En vez de mandar la represión de la envidia, buscaba que los niños pobres tuvieran todo lo que tenían los niños ricos.
Los pobres iban al cine y se deslumbraban con las casas que veían en las películas norteamericanas. Evita quería cumplirles el sueño de esas casas. Esos fueron los chalecitos californianos que mandó hacer para los obreros, con roble de Eslavonia y cortinas de no sé dónde.
Esos chalecitos eran 60 veces más caros que una “vivienda social”, o sea, eran económicamente irracionales, pero ¿en qué racionalidad? Una ajustada a que los pobres tuvieran cubierta la necesidad básica de una vivienda. Evita tenía otra racionalidad: la de un país que le cumpliera los sueños a la gente.
En vez de necesidades, deseos.
Argentina sigue siendo en todos los sentidos un país rico, que puede cumplirle los sueños a la gente, pero los barrios de edificios que se han hecho para “urbanizar las villas miseria” han resultado algo maligno.
No había ningún odio a la oligarquía en desear que la gente cumpliera su sueño. Evita comenzó a vomitar fuego cuando la oligarquía empezó a impedírselo.
Mediante su fundación becó a un chico pobre para que estudiara en un colegio inglés. Eso despertó el odio visceral de la oligarquía. Evita no expropió ni cerró el colegio, sólo metió un alumno ahí, y por eso se ganó el odio.
La oligarquía goza teniendo lo que los demás no puede tener. Goza con la envidia de los que no tienen, y en su perversidad le ordena a los que no tienen, que tampoco envidien.
La oligarquía crea dos figuras míticas para horrorizarse y confirmarse en su lugar: los que se están preparando para invadirlos y quitarles todo, y los pobres que están entre ellos y gozan —comen choripán, cogen, se dan a los excesos. Estos les roban el goce: “si el otro goza, mi goce no vale tanto”.

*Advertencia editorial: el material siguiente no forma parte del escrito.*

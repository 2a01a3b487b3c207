//! Diagnostics collected while checking a case before simulation.
//!
//! Errors abort construction through [`CaseError`](crate::CaseError); this
//! module only carries issues a run can proceed with, such as data-cleaning
//! conventions that were applied (zero ratings read as unconstrained) or
//! topology oddities (islands without generation).
//!
//! # Example
//!
//! ```
//! use pcm_core::diagnostics::Diagnostics;
//!
//! let mut diag = Diagnostics::new();
//! diag.add_warning_with_entity("limits", "zero rating treated as unconstrained", "branch 7");
//! assert_eq!(diag.warning_count(), 1);
//! assert_eq!(diag.summary(), "1 warning");
//! ```

use serde::Serialize;

/// Severity level for diagnostic issues
#[derive(Debug, Clone, Copy, PartialEq, Eq, Serialize)]
#[serde(rename_all = "lowercase")]
pub enum Severity {
    Warning,
    Error,
}

/// A single diagnostic issue
#[derive(Debug, Clone, Serialize)]
pub struct DiagnosticIssue {
    pub severity: Severity,
    /// Category for grouping (e.g., "limits", "demand", "topology")
    pub category: String,
    pub message: String,
    /// Optional entity reference (e.g., "bus 14", "branch 3")
    #[serde(skip_serializing_if = "Option::is_none")]
    pub entity: Option<String>,
}

impl DiagnosticIssue {
    pub fn new(
        severity: Severity,
        category: impl Into<String>,
        message: impl Into<String>,
    ) -> Self {
        Self {
            severity,
            category: category.into(),
            message: message.into(),
            entity: None,
        }
    }

    pub fn with_entity(mut self, entity: impl Into<String>) -> Self {
        self.entity = Some(entity.into());
        self
    }
}

impl std::fmt::Display for DiagnosticIssue {
    fn fmt(&self, f: &mut std::fmt::Formatter<'_>) -> std::fmt::Result {
        let severity = match self.severity {
            Severity::Warning => "warning",
            Severity::Error => "error",
        };
        write!(f, "[{}:{}] {}", severity, self.category, self.message)?;
        if let Some(entity) = &self.entity {
            write!(f, " ({})", entity)?;
        }
        Ok(())
    }
}

/// Collection of diagnostic issues
#[derive(Debug, Clone, Default, Serialize)]
pub struct Diagnostics {
    #[serde(skip_serializing_if = "Vec::is_empty")]
    pub issues: Vec<DiagnosticIssue>,
}

impl Diagnostics {
    pub fn new() -> Self {
        Self::default()
    }

    pub fn add(&mut self, issue: DiagnosticIssue) {
        self.issues.push(issue);
    }

    pub fn add_warning(&mut self, category: &str, message: &str) {
        self.issues
            .push(DiagnosticIssue::new(Severity::Warning, category, message));
    }

    pub fn add_warning_with_entity(&mut self, category: &str, message: &str, entity: &str) {
        self.issues
            .push(DiagnosticIssue::new(Severity::Warning, category, message).with_entity(entity));
    }

    pub fn add_error_with_entity(&mut self, category: &str, message: &str, entity: &str) {
        self.issues
            .push(DiagnosticIssue::new(Severity::Error, category, message).with_entity(entity));
    }

    pub fn warning_count(&self) -> usize {
        self.warnings().count()
    }

    pub fn error_count(&self) -> usize {
        self.errors().count()
    }

    pub fn has_errors(&self) -> bool {
        self.issues.iter().any(|i| i.severity == Severity::Error)
    }

    pub fn errors(&self) -> impl Iterator<Item = &DiagnosticIssue> {
        self.issues.iter().filter(|i| i.severity == Severity::Error)
    }

    pub fn warnings(&self) -> impl Iterator<Item = &DiagnosticIssue> {
        self.issues
            .iter()
            .filter(|i| i.severity == Severity::Warning)
    }

    pub fn merge(&mut self, other: Diagnostics) {
        self.issues.extend(other.issues);
    }

    pub fn summary(&self) -> String {
        let plural = |n: usize| if n == 1 { "" } else { "s" };
        match (self.warning_count(), self.error_count()) {
            (0, 0) => "No issues".to_string(),
            (w, 0) => format!("{} warning{}", w, plural(w)),
            (0, e) => format!("{} error{}", e, plural(e)),
            (w, e) => format!("{} warning{}, {} error{}", w, plural(w), e, plural(e)),
        }
    }

    /// Emit every issue through `tracing` at its severity.
    pub fn log(&self) {
        for issue in &self.issues {
            match issue.severity {
                Severity::Warning => tracing::warn!("{}", issue),
                Severity::Error => tracing::error!("{}", issue),
            }
        }
    }
}

impl std::fmt::Display for Diagnostics {
    fn fmt(&self, f: &mut std::fmt::Formatter<'_>) -> std::fmt::Result {
        writeln!(f, "Diagnostics: {}", self.summary())?;
        for issue in &self.issues {
            writeln!(f, "  {}", issue)?;
        }
        Ok(())
    }
}
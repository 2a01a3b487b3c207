use std::path::Path;

use anyhow::Result;
use pcm_cli::cli::Overrides;
use pcm_cli::scenario::{LoadedInputs, ScenarioFile};
use tracing::info;

pub fn handle(scenario_path: &Path, overrides: &Overrides) -> Result<()> {
    let scenario = ScenarioFile::load(scenario_path)?;
    let config = scenario.config(overrides)?;
    let inputs = LoadedInputs::load(&scenario.inputs)?;
    let sim = inputs.simulation(config)?;

    let topology = sim.topology();
    let config = sim.config();
    println!("Scenario {}:", scenario_path.display());
    println!("  Buses         : {}", topology.n_bus());
    println!("  Generators    : {}", topology.n_gen());
    println!(
        "  Branches      : {} ({} AC, {} DC)",
        topology.n_branch(),
        topology.n_ac_branch(),
        topology.n_branch() - topology.n_ac_branch()
    );
    println!("  Islands       : {}", topology.island_count());
    println!(
        "  Horizon       : hours {}..={} in {} interval(s) of {}",
        config.start_index,
        config.end_index(),
        config.n_interval,
        config.interval_length
    );
    println!("  Solver        : {}", config.solver.kind);
    print!("{}", sim.diagnostics());

    info!("Scenario check passed");
    Ok(())
}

Los dos fantasmas concurren a lo mismo: la afirmación de los privilegios de la oligarquía.
Evita no estaba en contra de los privilegios, sólo que los quería para todos. Claro, eso le quita a los privilegios su entidad.
Hay una diferencia entre la revolución que planteaba Evita y la marxista de aquellos partidos de izquierda que también la odiaban: una reedición de la confrontación entre Danton y Robespierre, en la que Robespierre fustigaba a Danton por disfrutar como disfrutaba la realeza que habían destituido.
“¿Para qué hicimos la revolución? ¿Para que la gente goce como lo hacía la monarquía?”, preguntaba Robespierre.
“¿Para qué hicimos la revolución? ¿Para que la gente la pase mal, como cuando estaba la monarquía?”, preguntaba Danton.

Nota al margen (o no tanto): el gordo Saborido y Daniel Santoro el Pintor están siendo burlados desde la izquierda ilustrada académica porque no son académicos. Quizás ese ataque sea una declaración de aspiración a la pertenencia oligarca. ¿Con qué autoridad estos dos charlatanes de café hablan de gozo, hacen análisis cultural y difunden lo que hablan a cualquiera?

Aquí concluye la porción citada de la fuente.